++++ Supplied data
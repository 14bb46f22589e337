//! Domain types for the dependency graph.
//!
//! The engine only needs to know three things about an issue: its ID, its
//! lifecycle state, and (for export) a display title. Everything else about
//! an issue belongs to the issue-management layer.

use serde::{Deserialize, Serialize};
use std::fmt;

/// Unique identifier for an issue
#[derive(Debug, Clone, PartialEq, Eq, Hash, PartialOrd, Ord, Serialize, Deserialize)]
#[serde(transparent)]
pub struct IssueId(String);

impl IssueId {
    /// Create a new issue ID
    pub fn new(id: impl Into<String>) -> Self {
        Self(id.into())
    }

    /// Get the ID as a string slice
    #[must_use]
    pub fn as_str(&self) -> &str {
        &self.0
    }
}

impl fmt::Display for IssueId {
    fn fmt(&self, f: &mut fmt::Formatter<'_>) -> fmt::Result {
        write!(f, "{}", self.0)
    }
}

impl From<String> for IssueId {
    fn from(s: String) -> Self {
        Self(s)
    }
}

impl From<&str> for IssueId {
    fn from(s: &str) -> Self {
        Self(s.to_string())
    }
}

/// Lifecycle state of an issue.
///
/// States are only ever set by explicit user or agent action. The engine
/// derives availability from them but never writes them.
#[derive(Debug, Clone, Copy, PartialEq, Eq, Hash, Default, Serialize, Deserialize)]
#[serde(rename_all = "snake_case")]
pub enum LifecycleState {
    /// Not started yet
    #[default]
    Backlog,

    /// Currently being worked on
    InProgress,

    /// Completed; satisfies dependents
    Done,

    /// Abandoned; will never be done
    Rejected,
}

impl LifecycleState {
    /// `done` and `rejected` are terminal.
    #[must_use]
    pub fn is_terminal(self) -> bool {
        matches!(self, Self::Done | Self::Rejected)
    }
}

impl fmt::Display for LifecycleState {
    fn fmt(&self, f: &mut fmt::Formatter<'_>) -> fmt::Result {
        let s = match self {
            Self::Backlog => "backlog",
            Self::InProgress => "in_progress",
            Self::Done => "done",
            Self::Rejected => "rejected",
        };
        f.write_str(s)
    }
}

/// An issue as seen by the graph engine.
#[derive(Debug, Clone, PartialEq, Eq, Serialize, Deserialize)]
pub struct Node {
    /// Unique identifier
    pub id: IssueId,

    /// Display title, passed through to rendering collaborators
    #[serde(default, skip_serializing_if = "Option::is_none")]
    pub title: Option<String>,

    /// Current lifecycle state
    #[serde(default)]
    pub state: LifecycleState,
}

impl Node {
    /// Create a backlog node with no title
    pub fn new(id: impl Into<IssueId>) -> Self {
        Self {
            id: id.into(),
            title: None,
            state: LifecycleState::Backlog,
        }
    }

    /// Set the display title
    #[must_use]
    pub fn with_title(mut self, title: impl Into<String>) -> Self {
        self.title = Some(title.into());
        self
    }

    /// Set the initial lifecycle state
    #[must_use]
    pub fn with_state(mut self, state: LifecycleState) -> Self {
        self.state = state;
        self
    }
}

impl From<IssueId> for Node {
    fn from(id: IssueId) -> Self {
        Self::new(id)
    }
}

impl From<&str> for Node {
    fn from(id: &str) -> Self {
        Self::new(id)
    }
}

/// A directed dependency: `from` cannot start until `to` is done.
#[derive(Debug, Clone, PartialEq, Eq, Hash, PartialOrd, Ord, Serialize, Deserialize)]
pub struct Edge {
    /// The dependent issue
    pub from: IssueId,

    /// The issue being depended upon
    pub to: IssueId,
}

impl Edge {
    /// Create a new edge
    pub fn new(from: impl Into<IssueId>, to: impl Into<IssueId>) -> Self {
        Self {
            from: from.into(),
            to: to.into(),
        }
    }

    /// Whether both endpoints are the same issue.
    #[must_use]
    pub fn is_self_loop(&self) -> bool {
        self.from == self.to
    }
}

impl fmt::Display for Edge {
    fn fmt(&self, f: &mut fmt::Formatter<'_>) -> fmt::Result {
        write!(f, "{} -> {}", self.from, self.to)
    }
}

#[cfg(test)]
mod tests {
    use super::*;
    use rstest::rstest;

    #[rstest]
    #[case::backlog(LifecycleState::Backlog, false)]
    #[case::in_progress(LifecycleState::InProgress, false)]
    #[case::done(LifecycleState::Done, true)]
    #[case::rejected(LifecycleState::Rejected, true)]
    fn terminal_states(#[case] state: LifecycleState, #[case] terminal: bool) {
        assert_eq!(state.is_terminal(), terminal);
    }

    #[test]
    fn state_serializes_snake_case() {
        let json = serde_json::to_string(&LifecycleState::InProgress).unwrap();
        assert_eq!(json, "\"in_progress\"");
        assert_eq!(LifecycleState::InProgress.to_string(), "in_progress");
    }

    #[test]
    fn node_defaults_when_deserializing() {
        let node: Node = serde_json::from_str(r#"{"id":"a"}"#).unwrap();
        assert_eq!(node, Node::new("a"));
    }

    #[test]
    fn issue_id_serializes_as_plain_string() {
        let edge = Edge::new("a", "b");
        let json = serde_json::to_string(&edge).unwrap();
        assert_eq!(json, r#"{"from":"a","to":"b"}"#);
        assert_eq!(edge.to_string(), "a -> b");
    }
}
#[cfg(test)]
mod tests {
    use super::*;

    fn id(s: &str) -> IssueId {
        IssueId::new(s)
    }

    fn store_with(ids: &[&str]) -> GraphStore {
        let mut store = GraphStore::new();
        for s in ids {
            store.add_node(Node::new(*s)).unwrap();
        }
        store
    }

    #[test]
    fn add_node_rejects_duplicates() {
        let mut store = store_with(&["a"]);
        let err = store.add_node(Node::new("a")).unwrap_err();
        assert!(matches!(err, GraphError::DuplicateNode(ref d) if d == &id("a")));
        assert_eq!(store.node_count(), 1);
    }

    #[test]
    fn outgoing_and_incoming_are_mirrors() {
        let mut store = store_with(&["a", "b", "c"]);
        store.insert_edge(&id("a"), &id("b")).unwrap();
        store.insert_edge(&id("c"), &id("b")).unwrap();

        assert_eq!(store.outgoing(&id("a")).unwrap(), BTreeSet::from([id("b")]));
        assert_eq!(
            store.incoming(&id("b")).unwrap(),
            BTreeSet::from([id("a"), id("c")])
        );
        assert!(store.outgoing(&id("b")).unwrap().is_empty());
    }

    #[test]
    fn outgoing_of_unknown_node_fails() {
        let store = GraphStore::new();
        assert!(matches!(
            store.outgoing(&id("ghost")),
            Err(GraphError::UnknownNode(_))
        ));
    }

    #[test]
    fn remove_node_in_use_without_cascade_fails() {
        let mut store = store_with(&["a", "b"]);
        store.insert_edge(&id("a"), &id("b")).unwrap();

        let err = store.remove_node(&id("b"), false).unwrap_err();
        match err {
            GraphError::NodeInUse {
                dependents,
                dependencies,
                ..
            } => {
                assert_eq!(dependents, vec![id("a")]);
                assert!(dependencies.is_empty());
            }
            other => panic!("unexpected error: {other:?}"),
        }
        assert!(store.has_node(&id("b")));
        assert!(store.contains_edge(&id("a"), &id("b")));
    }

    #[test]
    fn remove_node_with_cascade_drops_incident_edges() {
        let mut store = store_with(&["a", "b", "c"]);
        store.insert_edge(&id("a"), &id("b")).unwrap();
        store.insert_edge(&id("b"), &id("c")).unwrap();

        let removed = store.remove_node(&id("b"), true).unwrap();

        assert_eq!(removed, vec![Edge::new("a", "b"), Edge::new("b", "c")]);
        assert!(!store.has_node(&id("b")));
        assert_eq!(store.edge_count(), 0);
        assert!(store.outgoing(&id("a")).unwrap().is_empty());
    }

    #[test]
    fn indices_survive_removal() {
        let mut store = store_with(&["a", "b", "c", "d"]);
        store.insert_edge(&id("c"), &id("d")).unwrap();
        store.remove_node(&id("a"), false).unwrap();

        assert!(store.contains_edge(&id("c"), &id("d")));
        assert_eq!(store.outgoing(&id("c")).unwrap(), BTreeSet::from([id("d")]));
    }

    #[test]
    fn remove_missing_edge_fails() {
        let mut store = store_with(&["a", "b"]);
        assert!(matches!(
            store.remove_edge(&id("a"), &id("b")),
            Err(GraphError::EdgeNotFound { .. })
        ));
    }

    #[test]
    fn placeholder_is_pruned_with_last_edge() {
        let mut store = store_with(&["a"]);
        assert!(store.insert_edge_unchecked(&id("a"), &id("ghost")));
        assert_eq!(store.edges(), vec![Edge::new("a", "ghost")]);
        assert!(!store.has_node(&id("ghost")));
        assert!(store.outgoing(&id("a")).unwrap().contains(&id("ghost")));

        store.remove_edge(&id("a"), &id("ghost")).unwrap();
        assert_eq!(store.edge_count(), 0);
        assert!(!store.node_map.contains_key(&id("ghost")));
    }

    #[test]
    fn adding_placeholder_id_adopts_its_edges() {
        let mut store = store_with(&["a"]);
        store.insert_edge_unchecked(&id("a"), &id("late"));
        store.add_node(Node::new("late")).unwrap();

        assert!(store.has_node(&id("late")));
        assert_eq!(store.incoming(&id("late")).unwrap(), BTreeSet::from([id("a")]));
    }

    #[test]
    fn version_tracks_mutations() {
        let mut store = store_with(&["a", "b"]);
        let v0 = store.version();

        store.insert_edge(&id("a"), &id("b")).unwrap();
        assert_eq!(store.version(), v0 + 1);

        // Re-inserting and no-op state changes are not mutations
        store.insert_edge(&id("a"), &id("b")).unwrap();
        store.set_state(&id("a"), LifecycleState::Backlog).unwrap();
        assert_eq!(store.version(), v0 + 1);

        let previous = store.set_state(&id("a"), LifecycleState::Done).unwrap();
        assert_eq!(previous, LifecycleState::Backlog);
        assert_eq!(store.version(), v0 + 2);
    }
}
++++++++
> [What is expected] Copy out the listing above, line by line and exactly, from its first line to the line holding "for an issue", inclusive.

> [Answer section]
repository 14bb46f22589e337
//! Domain types for the dependency graph.
//!
//! The engine only needs to know three things about an issue: its ID, its
//! lifecycle state, and (for export) a display title. Everything else about
//! an issue belongs to the issue-management layer.

use serde::{Deserialize, Serialize};
use std::fmt;

/// Unique identifier for an issue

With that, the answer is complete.